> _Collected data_
# # # # #
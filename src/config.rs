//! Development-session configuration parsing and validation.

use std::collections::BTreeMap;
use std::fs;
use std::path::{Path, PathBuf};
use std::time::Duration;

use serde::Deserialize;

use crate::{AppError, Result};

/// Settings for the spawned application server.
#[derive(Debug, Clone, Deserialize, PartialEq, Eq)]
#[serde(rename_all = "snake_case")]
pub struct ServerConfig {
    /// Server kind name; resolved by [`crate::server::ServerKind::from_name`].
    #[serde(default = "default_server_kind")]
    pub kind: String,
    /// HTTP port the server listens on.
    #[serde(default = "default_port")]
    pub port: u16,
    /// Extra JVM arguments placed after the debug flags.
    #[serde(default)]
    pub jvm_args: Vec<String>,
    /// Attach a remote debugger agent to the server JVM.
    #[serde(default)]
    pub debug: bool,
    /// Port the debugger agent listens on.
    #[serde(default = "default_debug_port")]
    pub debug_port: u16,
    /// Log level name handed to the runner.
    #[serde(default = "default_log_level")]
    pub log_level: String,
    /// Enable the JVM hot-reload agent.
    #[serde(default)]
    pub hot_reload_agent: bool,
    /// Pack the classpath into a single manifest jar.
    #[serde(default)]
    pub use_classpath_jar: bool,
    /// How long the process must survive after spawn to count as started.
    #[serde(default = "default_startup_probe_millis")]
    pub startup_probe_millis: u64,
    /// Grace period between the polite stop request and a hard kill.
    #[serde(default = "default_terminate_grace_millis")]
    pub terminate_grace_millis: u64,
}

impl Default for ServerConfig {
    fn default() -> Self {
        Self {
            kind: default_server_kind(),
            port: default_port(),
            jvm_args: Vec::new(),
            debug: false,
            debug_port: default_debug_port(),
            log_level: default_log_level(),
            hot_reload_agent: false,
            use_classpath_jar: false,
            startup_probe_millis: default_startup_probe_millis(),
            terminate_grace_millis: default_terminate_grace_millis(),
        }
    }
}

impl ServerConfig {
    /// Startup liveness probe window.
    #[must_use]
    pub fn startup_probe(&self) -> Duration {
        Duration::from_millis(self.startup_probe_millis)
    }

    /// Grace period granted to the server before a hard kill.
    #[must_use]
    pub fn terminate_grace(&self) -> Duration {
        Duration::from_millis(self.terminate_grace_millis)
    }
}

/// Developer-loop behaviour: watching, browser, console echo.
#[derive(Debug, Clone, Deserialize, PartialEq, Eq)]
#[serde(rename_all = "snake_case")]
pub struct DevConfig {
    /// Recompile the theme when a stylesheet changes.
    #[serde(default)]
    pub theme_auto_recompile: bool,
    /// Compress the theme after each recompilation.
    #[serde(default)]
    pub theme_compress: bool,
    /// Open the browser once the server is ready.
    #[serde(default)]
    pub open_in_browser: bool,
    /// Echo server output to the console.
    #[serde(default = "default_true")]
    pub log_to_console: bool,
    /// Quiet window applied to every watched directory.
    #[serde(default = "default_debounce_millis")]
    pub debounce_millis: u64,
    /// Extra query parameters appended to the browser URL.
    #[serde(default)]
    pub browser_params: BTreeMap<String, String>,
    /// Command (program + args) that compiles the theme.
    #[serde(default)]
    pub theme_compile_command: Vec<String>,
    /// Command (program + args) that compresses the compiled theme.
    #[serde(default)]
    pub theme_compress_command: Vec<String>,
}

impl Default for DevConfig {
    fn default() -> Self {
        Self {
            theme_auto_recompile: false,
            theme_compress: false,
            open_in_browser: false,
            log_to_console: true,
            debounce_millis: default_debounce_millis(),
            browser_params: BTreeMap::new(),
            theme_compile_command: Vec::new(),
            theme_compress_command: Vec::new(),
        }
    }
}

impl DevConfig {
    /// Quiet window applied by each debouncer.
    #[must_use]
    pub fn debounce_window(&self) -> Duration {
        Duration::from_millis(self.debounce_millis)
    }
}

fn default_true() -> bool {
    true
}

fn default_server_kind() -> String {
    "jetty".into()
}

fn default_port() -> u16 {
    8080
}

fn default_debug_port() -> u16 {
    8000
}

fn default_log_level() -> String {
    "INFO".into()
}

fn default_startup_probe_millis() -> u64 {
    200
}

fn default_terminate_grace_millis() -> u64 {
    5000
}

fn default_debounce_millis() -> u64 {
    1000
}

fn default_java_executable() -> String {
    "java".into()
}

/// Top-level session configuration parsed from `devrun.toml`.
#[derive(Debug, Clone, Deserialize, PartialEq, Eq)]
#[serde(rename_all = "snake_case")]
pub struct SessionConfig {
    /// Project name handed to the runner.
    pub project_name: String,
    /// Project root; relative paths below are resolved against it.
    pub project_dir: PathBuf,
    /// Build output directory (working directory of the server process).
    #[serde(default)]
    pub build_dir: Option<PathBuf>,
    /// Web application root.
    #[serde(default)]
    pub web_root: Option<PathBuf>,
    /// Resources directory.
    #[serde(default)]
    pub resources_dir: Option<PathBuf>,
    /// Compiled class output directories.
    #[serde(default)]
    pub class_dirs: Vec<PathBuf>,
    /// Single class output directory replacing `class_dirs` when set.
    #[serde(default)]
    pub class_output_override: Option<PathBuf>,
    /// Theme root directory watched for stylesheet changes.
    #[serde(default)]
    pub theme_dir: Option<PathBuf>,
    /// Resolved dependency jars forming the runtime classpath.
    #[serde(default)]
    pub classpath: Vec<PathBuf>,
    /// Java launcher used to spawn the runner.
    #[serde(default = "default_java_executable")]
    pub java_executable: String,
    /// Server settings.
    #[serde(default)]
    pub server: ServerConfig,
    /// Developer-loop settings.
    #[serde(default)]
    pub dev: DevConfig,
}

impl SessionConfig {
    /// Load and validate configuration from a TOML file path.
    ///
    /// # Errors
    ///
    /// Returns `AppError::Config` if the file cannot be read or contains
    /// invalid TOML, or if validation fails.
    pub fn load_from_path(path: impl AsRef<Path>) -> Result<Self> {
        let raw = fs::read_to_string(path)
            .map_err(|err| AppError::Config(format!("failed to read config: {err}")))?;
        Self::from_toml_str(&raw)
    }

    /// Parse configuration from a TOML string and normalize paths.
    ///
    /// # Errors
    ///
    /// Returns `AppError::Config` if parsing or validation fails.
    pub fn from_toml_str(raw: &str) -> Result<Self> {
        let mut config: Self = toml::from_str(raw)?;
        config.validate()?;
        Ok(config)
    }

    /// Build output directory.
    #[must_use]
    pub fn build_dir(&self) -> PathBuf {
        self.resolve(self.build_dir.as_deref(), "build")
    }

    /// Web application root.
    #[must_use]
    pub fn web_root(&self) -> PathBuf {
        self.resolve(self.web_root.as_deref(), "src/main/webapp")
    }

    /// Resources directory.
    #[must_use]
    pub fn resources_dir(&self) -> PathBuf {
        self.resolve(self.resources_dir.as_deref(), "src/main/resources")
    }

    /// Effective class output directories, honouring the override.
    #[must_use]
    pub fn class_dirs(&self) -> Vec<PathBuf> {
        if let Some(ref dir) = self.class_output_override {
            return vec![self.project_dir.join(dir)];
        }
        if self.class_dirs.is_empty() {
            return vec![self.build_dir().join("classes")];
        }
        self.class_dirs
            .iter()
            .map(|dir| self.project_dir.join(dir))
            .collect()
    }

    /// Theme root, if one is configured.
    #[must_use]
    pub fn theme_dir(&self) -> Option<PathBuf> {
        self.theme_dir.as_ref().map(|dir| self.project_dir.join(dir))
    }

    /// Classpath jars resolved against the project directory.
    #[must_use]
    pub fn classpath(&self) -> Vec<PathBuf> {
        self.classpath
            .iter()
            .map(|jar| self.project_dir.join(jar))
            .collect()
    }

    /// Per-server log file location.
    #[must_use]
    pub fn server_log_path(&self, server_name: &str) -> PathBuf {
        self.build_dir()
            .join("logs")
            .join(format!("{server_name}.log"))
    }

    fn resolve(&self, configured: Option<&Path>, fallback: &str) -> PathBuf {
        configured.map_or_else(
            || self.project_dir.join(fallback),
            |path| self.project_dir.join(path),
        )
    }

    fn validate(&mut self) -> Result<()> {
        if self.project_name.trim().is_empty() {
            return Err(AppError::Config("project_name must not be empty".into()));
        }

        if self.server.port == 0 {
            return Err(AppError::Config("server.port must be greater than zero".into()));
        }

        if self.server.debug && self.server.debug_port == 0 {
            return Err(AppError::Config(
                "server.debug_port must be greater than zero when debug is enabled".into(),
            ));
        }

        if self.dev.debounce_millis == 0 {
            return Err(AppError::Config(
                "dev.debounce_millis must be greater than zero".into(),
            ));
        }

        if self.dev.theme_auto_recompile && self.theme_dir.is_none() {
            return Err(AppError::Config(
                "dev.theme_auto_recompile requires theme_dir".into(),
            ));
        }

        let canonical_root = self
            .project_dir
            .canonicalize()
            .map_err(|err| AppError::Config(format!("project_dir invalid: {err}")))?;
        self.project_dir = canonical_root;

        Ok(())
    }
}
# # # # #
> _TASK DETAILS_
After locating the line that contains "single manifest jar.", please copy exactly every line from the start of the records through it, and nothing else.

> _RESULT_
filename src/config.rs
//! Development-session configuration parsing and validation.

use std::collections::BTreeMap;
use std::fs;
use std::path::{Path, PathBuf};
use std::time::Duration;

use serde::Deserialize;

use crate::{AppError, Result};

/// Settings for the spawned application server.
#[derive(Debug, Clone, Deserialize, PartialEq, Eq)]
#[serde(rename_all = "snake_case")]
pub struct ServerConfig {
    /// Server kind name; resolved by [`crate::server::ServerKind::from_name`].
    #[serde(default = "default_server_kind")]
    pub kind: String,
    /// HTTP port the server listens on.
    #[serde(default = "default_port")]
    pub port: u16,
    /// Extra JVM arguments placed after the debug flags.
    #[serde(default)]
    pub jvm_args: Vec<String>,
    /// Attach a remote debugger agent to the server JVM.
    #[serde(default)]
    pub debug: bool,
    /// Port the debugger agent listens on.
    #[serde(default = "default_debug_port")]
    pub debug_port: u16,
    /// Log level name handed to the runner.
    #[serde(default = "default_log_level")]
    pub log_level: String,
    /// Enable the JVM hot-reload agent.
    #[serde(default)]
    pub hot_reload_agent: bool,
    /// Pack the classpath into a single manifest jar.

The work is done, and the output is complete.